Hi everyone! I’m Cheryl Pierson (Cheryl #2 here at P&P)! This is my first “official” post as a new filly, and I’m very excited to be here at Petticoats & Pistols in such great company! I’ve done a couple of guest posts in the past, and from the moment I began to get to know my “fellow fillies,” I knew I wanted to be here amongst ya!
I won’t bore you with too many details–just want to tell you a little about me and I’d love to hear about you all, too. I was born in Duncan, Oklahoma, in 1957. I had two “way older” sisters (10 and 12 when I came along) and I was a Tomboy–with a capital “T” for sure! Although I loved Barbie, I’d much rather have been playing cowboys and Indians–probably why I chose to write western historicals.
I finally got to go to a rodeo when I was about 9 with my cousin, and Larry Mahan was there! I was in love. After that, I wanted to be a barrel racer, thinking that would be a great way to get those handsome cowboys to notice me when I was older…of course, that was a huge pipe dream since my family was NOT into rodeoing at all. But my first “serious” little story I wrote in elementary school had a guy in it named “Larry” and girl named “Cherry” (original, huh?)
My dad was an oilfield hand–a chemical engineer, on call 24/7 for as long as I can remember. Mom was the “June Cleaver” type, and both of them were appalled when I told them I wanted to write books for a living. As they predicted, that dream had to be placed on hold for many years–enough time for me to marry and raise my two kids–with a myriad of “real jobs” (as others called them) in between.
But I was writing all the time, every spare minute I got. I started out with an idea for a western romance, and the more I wrote, the bigger the story became, until I had a 1000 page manuscript! Of course, it’s still unsold (go figure!) but it’s the book of my heart–and I know each of you has written a book that holds that special place in your heart, as well. That was what I needed to “get me going.” Ideas flowed, and so did the words.

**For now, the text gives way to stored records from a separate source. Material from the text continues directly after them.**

use actix_web::{HttpRequest, HttpResponse, Result as ActixResult};
use serde::Serialize;

use crate::models::ApiResponse;

use super::SystemService;

#[derive(Debug, Serialize)]
pub struct StatusResponse {
    pub system_name: String,
    pub version: &'static str,
    pub environment: String,
    pub uptime_seconds: i64,
}

pub async fn handle_status(
    service: &SystemService,
    _request: &HttpRequest,
) -> ActixResult<HttpResponse> {
    let config = service.get_config();

    Ok(HttpResponse::Ok().json(ApiResponse::success(
        StatusResponse {
            system_name: config.app.system_name.clone(),
            version: env!("CARGO_PKG_VERSION"),
            environment: config.app.environment.clone(),
            uptime_seconds: chrono::Utc::now()
                .signed_duration_since(*super::START_TIME)
                .num_seconds(),
        },
        "Service is running",
    )))
}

Although that first “tome” is still as yet unpublished, the third book I wrote, FIRE EYES, was published in May 2009, and went on to become an EPIC Award finalist. The Wild Rose Press also published two of my western short stories, and my first contemporary romantic suspense, SWEET DANGER, will be released on October 1.

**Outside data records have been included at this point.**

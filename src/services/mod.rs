pub mod asignaturas;
pub mod asistencias;
pub mod auth;
pub mod calificaciones;
pub mod carreras;
pub mod dashboard;
pub mod grupos;
pub mod periodos;
pub mod planteles;
pub mod system;
pub mod tutores;
pub mod users;

pub use asignaturas::AsignaturaService;
pub use asistencias::AsistenciaService;
pub use auth::AuthService;
pub use calificaciones::CalificacionService;
pub use carreras::CarreraService;
pub use dashboard::DashboardService;
pub use grupos::GrupoService;
pub use periodos::PeriodoService;
pub use planteles::PlantelService;
pub use system::SystemService;
pub use tutores::TutorService;
pub use users::UserService;

use actix_web::{HttpRequest, HttpResponse};

use crate::middlewares::RequireJWT;
use crate::models::users::entities::{UserRole, Usuario};
use crate::models::{ApiResponse, ErrorCode};

/// Authenticated user placed in the extensions by `RequireJWT`.
pub(crate) fn authenticated_user(request: &HttpRequest) -> Result<Usuario, HttpResponse> {
    RequireJWT::extract_user(request).ok_or_else(|| {
        HttpResponse::Unauthorized().json(ApiResponse::error_empty(
            ErrorCode::Unauthorized,
            "Authentication required",
        ))
    })
}

/// Campus the acting user operates in. ADMIN carries no campus of its own,
/// so campus-scoped endpoints answer it the same way they answer an id from
/// another campus: not found.
pub(crate) fn acting_plantel(user: &Usuario) -> Result<i64, HttpResponse> {
    user.plantel_id.ok_or_else(|| {
        HttpResponse::NotFound().json(ApiResponse::error_empty(
            ErrorCode::PlantelNotFound,
            "Campus not found",
        ))
    })
}

/// Verifies every id in `docente_ids` is an active DOCENTE of the campus.
pub(crate) async fn validate_docentes(
    storage: &std::sync::Arc<dyn crate::storage::Storage>,
    plantel_id: i64,
    docente_ids: &[i64],
) -> Result<(), HttpResponse> {
    for docente_id in docente_ids {
        match storage.get_user_scoped(*docente_id, plantel_id).await {
            Ok(Some(user)) if user.rol == UserRole::Docente => {}
            Ok(_) => {
                return Err(HttpResponse::NotFound().json(ApiResponse::error_empty(
                    ErrorCode::UserNotFound,
                    format!("Docente {docente_id} not found"),
                )));
            }
            Err(e) => {
                return Err(
                    HttpResponse::InternalServerError().json(ApiResponse::error_empty(
                        ErrorCode::InternalServerError,
                        format!("Docente lookup failed: {e}"),
                    )),
                );
            }
        }
    }
    Ok(())
}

The fourth book I wrote, TIME PLAINS DRIFTER, was published through another smaller press. After a few short months, we parted ways, and TIME PLAINS DRIFTER is homeless again. My daughter designed my cover for this book so it’s very special to me. It also garnered me the award of Honorable Mention for Best New Paranormal Author in PNR’s PEARL Awards this year.
Right now, I am waiting (on pins and needles) to hear back from Berkley about one of my manuscripts that’s under consideration with them. GABRIEL’S LAW was the third place recipient in this year’s historical category in the San Antonio Romance Authors’ Merritt Contest. The judge for that final round asked for the full manuscript. It’s been thirty-five days, six hours and fourteen minutes…but who’s counting?
I live in Oklahoma City with my “transplanted” (from West Virginia) husband, Gary, who plans to make good on his threat to retire this fall. My daughter, Jessica, is 23 and works at an actors’ casting agency here. My son, Casey, is 20 and a physics major in college (and believe me, those math and science genes did not come from me!) Along with my business partner, I teach writing classes for all ages, and have done lots of work with the Indian Education Program for one of the major school systems here in OK City. And I’m FINALLY getting to actually write! 
Thank you all so much for your warm welcome and your generous friendships. I am thrilled to be here–a “regular filly!”
I’ll leave you with an excerpt from one of my short stories, A NIGHT FOR MIRACLES.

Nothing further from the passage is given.